This, of course, means that video games are subject to the same ridiculous levels of hype seen in other mediums, such as Star Wars Episode I: The Phantom Menace, and when that hype isn’t met, the ensuing backlash can be too much for anyone to handle. This is the first mistake Hello Games, and to an extent Sony, made with this game – the pre-release hype was on par with AAA blockbuster titles, which misled people into thinking No Man’s Sky was anything other than what it turned out to be.
We’ve seen this happen too many times to call this a fluke – recent examples include Destiny and The Division, and that’s just a couple games from this generation alone. The previous generation saw Aliens: Colonial Marines and Duke Nukem Forever launch to massive levels of excitement, only to land with a thud. Over-hyping a game is a real threat to both the game and the developer, and the recurring thread throughout all of these games is that they featured a developer who talked too much and promised more than they could deliver. In a way I can understand where developers are coming from – they’re working on these games day in and day out, and they grow a strong attachment to them. They become proud of them, and rightfully so, and naturally they want to share that excitement. But development is, to put it mildly, a tricky process, and an amazing feature that is in the game one day may need to be removed completely because it’s causing a whole host of issues that render the game unplayable.

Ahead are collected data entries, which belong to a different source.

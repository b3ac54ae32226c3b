use async_trait::async_trait;
use chrono::Utc;
use std::collections::HashMap;
use std::sync::atomic::{AtomicU32, AtomicU64, Ordering};
use std::time::Duration;
use tokio::sync::RwLock;
use tracing::debug;

use super::PlaybookStore;
use crate::error::{PlaybookError, PlaybookResult};
use crate::models::{MetricId, Playbook, PlaybookId};

/// Process-local store with the same version semantics as the Postgres one.
#[derive(Default)]
pub struct InMemoryPlaybookStore {
    playbooks: RwLock<HashMap<PlaybookId, Playbook>>,
    concurrent_writes: AtomicU32,
    latency_ms: AtomicU64,
    saves: AtomicU64,
}

impl InMemoryPlaybookStore {
    pub fn new() -> Self {
        Self::default()
    }

    /// Stores `playbook` as a freshly created record at version 1.
    pub async fn insert(&self, mut playbook: Playbook) -> Playbook {
        playbook.version = 1;
        let mut playbooks = self.playbooks.write().await;
        playbooks.insert(playbook.id.clone(), playbook.clone());
        playbook
    }

    /// Makes the next `count` saves lose a race against another writer: the
    /// stored version is bumped and the save reports a conflict.
    pub fn simulate_concurrent_writes(&self, count: u32) {
        self.concurrent_writes.store(count, Ordering::SeqCst);
    }

    /// Delays every call by `latency`.
    pub fn set_latency(&self, latency: Duration) {
        self.latency_ms
            .store(latency.as_millis() as u64, Ordering::SeqCst);
    }

    /// Number of saves that were committed.
    pub fn save_count(&self) -> u64 {
        self.saves.load(Ordering::SeqCst)
    }

    async fn simulate_latency(&self) {
        let ms = self.latency_ms.load(Ordering::SeqCst);
        if ms > 0 {
            tokio::time::sleep(Duration::from_millis(ms)).await;
        }
    }

    fn take_concurrent_write(&self) -> bool {
        self.concurrent_writes
            .fetch_update(Ordering::SeqCst, Ordering::SeqCst, |n| n.checked_sub(1))
            .is_ok()
    }
}

#[async_trait]
impl PlaybookStore for InMemoryPlaybookStore {
    async fn load_playbook(&self, id: &PlaybookId) -> PlaybookResult<Option<Playbook>> {
        self.simulate_latency().await;
        let playbooks = self.playbooks.read().await;
        Ok(playbooks.get(id).cloned())
    }

    async fn save_playbook(&self, playbook: &Playbook) -> PlaybookResult<i64> {
        self.simulate_latency().await;
        let mut playbooks = self.playbooks.write().await;
        let stored = playbooks
            .get_mut(&playbook.id)
            .ok_or_else(|| PlaybookError::PlaybookNotFound(playbook.id.to_string()))?;

        if self.take_concurrent_write() {
            stored.version += 1;
            debug!(playbook_id = %playbook.id, "Simulated concurrent write");
        }

        if stored.version != playbook.version {
            return Err(PlaybookError::Conflict {
                playbook_id: playbook.id.to_string(),
            });
        }

        let mut saved = playbook.clone();
        saved.version = stored.version + 1;
        saved.updated_at = Utc::now();
        *stored = saved;
        self.saves.fetch_add(1, Ordering::SeqCst);

        Ok(stored.version)
    }

    async fn list_playbooks(&self) -> PlaybookResult<Vec<Playbook>> {
        self.simulate_latency().await;
        let playbooks = self.playbooks.read().await;
        Ok(playbooks.values().cloned().collect())
    }

    async fn find_playbook_id_by_metric(
        &self,
        metric_id: &MetricId,
    ) -> PlaybookResult<Option<PlaybookId>> {
        self.simulate_latency().await;
        let playbooks = self.playbooks.read().await;
        Ok(playbooks
            .values()
            .find(|p| p.metrics.contains(metric_id))
            .map(|p| p.id.clone()))
    }
}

This is why I strongly support developers like Bethesda Softworks, who waited to announce Fallout 4 a mere four months before it was released. Yes, fans knew that Bethesda was working on a new Fallout, but the team stayed silent, right up until they had a near final build of the game to show off. When they showed it off, they let two people do the talking – Todd Howard, the director of Fallout 4 (and nearly every other Bethesda title), and Pete Hines, vice president of Bethesda Softworks and head of public relations and marketing. In other words – the messaging was handled by two top-level employees, who made sure to only talk about the game in concrete details, ones that internally had been confirmed to be in the title.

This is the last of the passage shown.